There were 1,584 housing units, of which 4.7% were vacant. The homeowner vacancy rate was 0.7% and the rental vacancy rate was 5.8%.

Racial composition as of the 2020 census
| Race | Number | Percent |
|---|---|---|
| White | 1,935 | 47.2% |
| Black or African American | 1,141 | 27.8% |
| American Indian and Alaska Native | 23 | 0.6% |
| Asian | 103 | 2.5% |
| Native Hawaiian and Other Pacific Islander | 4 | 0.1% |
| Some other race | 338 | 8.2% |
| Two or more races | 553 | 13.5% |
| Hispanic or Latino (of any race) | 1,017 | 24.8% |

===Demographic estimates===
The population was estimated at 3,479 in the 2022 American Community Survey.

===2000 census===
As of the census of 2000, there were 3,856 people, 1,391 households, and 950 families residing in the CDP. The population density was 1,172.3 /km2. There were 1,631 housing units at an average density of 495.9 /km2. The racial makeup of the CDP was 72.77% White, 17.27% African American, 0.31% Native American, 2.62% Asian, 0.18% Pacific Islander, 4.02% from other races, and 2.83% from two or more races.
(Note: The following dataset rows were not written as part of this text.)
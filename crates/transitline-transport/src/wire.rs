//! Flat position payload codec.
//!
//! The wire shape is a flat object with `lat` and `lng` number
//! fields. Decoding is strict: both fields must be present, numeric,
//! and finite. Unknown extra fields are ignored.

use serde_json::{Value, json};

use transitline_errors::TrackingError;
use transitline_geo::Position;

/// Encode a position as the flat wire payload.
#[must_use]
pub fn encode_position(position: &Position) -> Value {
    json!({
        "lat": position.latitude,
        "lng": position.longitude,
    })
}

/// Decode the flat wire payload into a position.
pub fn decode_position(payload: &Value) -> Result<Position, TrackingError> {
    let latitude = numeric_field(payload, "lat")?;
    let longitude = numeric_field(payload, "lng")?;
    Ok(Position::new(latitude, longitude))
}

fn numeric_field(payload: &Value, field: &str) -> Result<f64, TrackingError> {
    let value = payload
        .get(field)
        .ok_or_else(|| TrackingError::invalid_data(format!("missing field `{field}`")))?;
    let number = value.as_f64().ok_or_else(|| {
        TrackingError::invalid_data(format!("field `{field}` is not a number: {value}"))
    })?;
    if !number.is_finite() {
        return Err(TrackingError::invalid_data(format!(
            "field `{field}` is not finite"
        )));
    }
    Ok(number)
}
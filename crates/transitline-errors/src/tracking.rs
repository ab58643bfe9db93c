//! Top-level tracking error, classification kinds, and the
//! snapshot-facing last-error record.

use core::fmt;

use thiserror::Error;

use crate::{SourceError, TransportError};

/// Top-level error type wrapping all tracking sub-errors.
#[derive(Debug, Clone, Error)]
pub enum TrackingError {
    /// The bus identifier failed validation before any I/O happened.
    #[error("invalid bus identifier: {0}")]
    InvalidIdentifier(String),

    /// Device position source failure.
    #[error("source error: {0}")]
    Source(#[from] SourceError),

    /// Location store transport failure.
    #[error("transport error: {0}")]
    Transport(#[from] TransportError),

    /// The store answered with a payload that does not decode to a
    /// position.
    #[error("invalid position data: {0}")]
    InvalidData(String),
}

impl TrackingError {
    /// Create an invalid identifier error.
    #[must_use]
    pub fn invalid_identifier(reason: impl Into<String>) -> Self {
        Self::InvalidIdentifier(reason.into())
    }

    /// Create an invalid data error.
    #[must_use]
    pub fn invalid_data(reason: impl Into<String>) -> Self {
        Self::InvalidData(reason.into())
    }

    /// Classify this error for presentation layers.
    #[must_use]
    pub fn kind(&self) -> ErrorKind {
        match self {
            Self::InvalidIdentifier(_) => ErrorKind::InvalidIdentifier,
            Self::Source(SourceError::Timeout(_)) => ErrorKind::Timeout,
            Self::Source(_) => ErrorKind::PermissionOrUnavailable,
            Self::Transport(_) => ErrorKind::Transport,
            Self::InvalidData(_) => ErrorKind::InvalidData,
        }
    }
}

/// Coarse error classification for presentation layers.
#[derive(Debug, Clone, Copy, PartialEq, Eq, Hash)]
pub enum ErrorKind {
    /// Bus identifier failed validation.
    InvalidIdentifier,
    /// Position source is forbidden or missing.
    PermissionOrUnavailable,
    /// Location store could not be used.
    Transport,
    /// Store payload did not decode to a position.
    InvalidData,
    /// A bounded wait elapsed without a result.
    Timeout,
}

impl fmt::Display for ErrorKind {
    fn fmt(&self, f: &mut fmt::Formatter<'_>) -> fmt::Result {
        match self {
            ErrorKind::InvalidIdentifier => write!(f, "invalid-identifier"),
            ErrorKind::PermissionOrUnavailable => write!(f, "permission-or-unavailable"),
            ErrorKind::Transport => write!(f, "transport"),
            ErrorKind::InvalidData => write!(f, "invalid-data"),
            ErrorKind::Timeout => write!(f, "timeout"),
        }
    }
}

/// The most recent error a pipeline surfaced, as stored in state
/// snapshots.
///
/// Kept as a kind plus a rendered message so snapshots stay `Clone`
/// and presentation code never needs the full error value.
#[derive(Debug, Clone, PartialEq, Eq)]
pub struct LastError {
    /// Coarse classification.
    pub kind: ErrorKind,
    /// Human-readable cause.
    pub message: String,
}

impl LastError {
    /// Record an error as the pipeline's last error.
    #[must_use]
    pub fn from_error(err: &TrackingError) -> Self {
        Self {
            kind: err.kind(),
            message: err.to_string(),
        }
    }
}

impl fmt::Display for LastError {
    fn fmt(&self, f: &mut fmt::Formatter<'_>) -> fmt::Result {
        write!(f, "[{}] {}", self.kind, self.message)
    }
}

#[cfg(test)]
mod tests {
    use super::*;
    use std::time::Duration;

    #[test]
    fn test_kind_classification() {
        let err = TrackingError::invalid_identifier("empty");
        assert_eq!(err.kind(), ErrorKind::InvalidIdentifier);

        let err = TrackingError::from(SourceError::permission_denied("no"));
        assert_eq!(err.kind(), ErrorKind::PermissionOrUnavailable);

        let err = TrackingError::from(SourceError::unavailable("no gps"));
        assert_eq!(err.kind(), ErrorKind::PermissionOrUnavailable);

        let err = TrackingError::from(SourceError::timeout(Duration::from_secs(10)));
        assert_eq!(err.kind(), ErrorKind::Timeout);

        let err = TrackingError::from(TransportError::unreachable("down"));
        assert_eq!(err.kind(), ErrorKind::Transport);

        let err = TrackingError::invalid_data("lat is a string");
        assert_eq!(err.kind(), ErrorKind::InvalidData);
    }

    #[test]
    fn test_last_error_carries_message() {
        let err = TrackingError::from(TransportError::rejected("bad id"));
        let last = LastError::from_error(&err);
        assert_eq!(last.kind, ErrorKind::Transport);
        assert!(last.message.contains("bad id"));
        assert!(last.to_string().contains("transport"));
    }

    #[test]
    fn test_display_messages() {
        let err = TrackingError::invalid_identifier("must not be empty");
        assert!(err.to_string().contains("must not be empty"));

        let err = TrackingError::from(SourceError::timeout(Duration::from_secs(10)));
        assert!(err.to_string().contains("source error"));
    }
}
Hispanic or Latino of any race were 14.68% of the population.

There were 1,391 households, out of which 26.8% had children under the age of 18 living with them, 49.7% were married couples living together, 12.9% had a female householder with no husband present, and 31.7% were non-families. 20.9% of all households were made up of individuals, and 6.1% had someone living alone who was 65 years of age or older. The average household size was 2.55 and the average family size was 2.91.

In the CDP, the population was spread out, with 19.7% under the age of 18, 6.5% from 18 to 24, 31.8% from 25 to 44, 24.0% from 45 to 64, and 18.0% who were 65 years of age or older. The median age was 40 years. For every 100 females, there were 101.7 males. For every 100 females age 18 and over, there were 99.8 males.

The median income for a household in the CDP was $46,950, and the median income for a family was $48,693. Males had a median income of $30,731 versus $28,707 for females. The per capita income for the CDP was $20,761. About 12.6% of families and 16.6% of the population were below the poverty line, including 28.3% of those under age 18 and 2.6% of those age 65 or over.

===Population history===
- 1970.....6,206
- 1980....13,864 (Z)
- 1990.....4,387
- 2000.....3,856
- 2010.....3,679

(Z): Parts of community annexed by Orlando in the 1980s.